Navigation

 
Rzeczpospolita - Polen | Mittwoch, 15. August 2012

Polens Kumpel sterben durch menschliches Versagen

Polnische Rettungsleute haben am Montag die Leiche eines Bergmanns, der seit Samstag vermisst worden war, im Schacht der schlesischen Zeche Silesia gefunden. Im ersten Halbjahr 2012 sind in Polen 20 Kumpel zu Tode gekommen.
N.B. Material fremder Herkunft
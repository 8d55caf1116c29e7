//! # Screen Trait
//!
//! The `Screen` trait is the contract every URL-driven view implements to be
//! run by the generic [`ScreenActor`](crate::ScreenActor). It names the
//! parameters a screen derives from its location, the data a load produces,
//! the loader's error type and the context (collaborators) injected when the
//! actor starts.
//!
//! # Architecture Note
//! The actor owns the *when* (adopting parameters, discarding stale loads,
//! committing results) and the screen owns the *what* (how to read a URL and
//! how to fetch for it). A search page and a product page share the same
//! loading/success/error machinery while keeping their own types.

use async_trait::async_trait;
use std::fmt::Debug;

/// A view whose content is a pure function of its location plus one
/// asynchronous load.
///
/// # Async & Context
/// `load` is async and receives the `Context` handed to
/// [`ScreenActor::run`](crate::ScreenActor::run). Dependencies such as an HTTP
/// client are bound at run time, not at construction time.
#[async_trait]
pub trait Screen: Send + Sync + 'static {
    /// Canonical parameters derived from a location. Two locations that
    /// produce equal parameters are the same screen state.
    type Params: Clone + PartialEq + Debug + Send + Sync + 'static;

    /// The data a successful load produces.
    type Data: Clone + Debug + Send + Sync + 'static;

    /// The loader's error type.
    type Error: std::error::Error + Send + Sync + 'static;

    /// The runtime context (collaborators) shared by every load.
    /// Use `()` if no dependencies are needed.
    type Context: Send + Sync + 'static;

    /// Derive parameters from a location (path and/or query string).
    /// Must be total: malformed input maps to defaults, never to an error.
    fn params_from_location(location: &str) -> Self::Params;

    /// Fetch the data for `params`.
    async fn load(params: &Self::Params, ctx: &Self::Context) -> Result<Self::Data, Self::Error>;

    /// Turn a load error into the message shown in place of the content.
    fn describe_error(error: &Self::Error) -> String {
        error.to_string()
    }
}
Für die konservative Tageszeitung Rzeczpospolita ist dies eine erschreckende Bilanz: "Diese Zahlen sind umso unrühmlicher, weil diese Katastrophen nie durch eine Metangas-Explosion oder durch einen Steinschlag verursacht worden sind, sondern durch die Schuld des Menschen. ... Schlimm ist auch, dass allein im vergangenen Monat sieben Personen in den Steinkohlebergwerken umgekommen sind. Wie die Sprecherin der Aufsichtsbehörde für die Bergwerke Wug, Jolanta Talarczyk, betont hat, kam es durch menschliches Versagen zu 16 Todesfällen in den Steinkohle-Zechen. … Man kann zwar sagen, dass es im laufenden Jahr glücklicherweise zu keiner Naturkatastrophe gekommen ist. Doch kann man sich darüber nicht freuen, solange weiter Menschen in den Bergwerken sterben."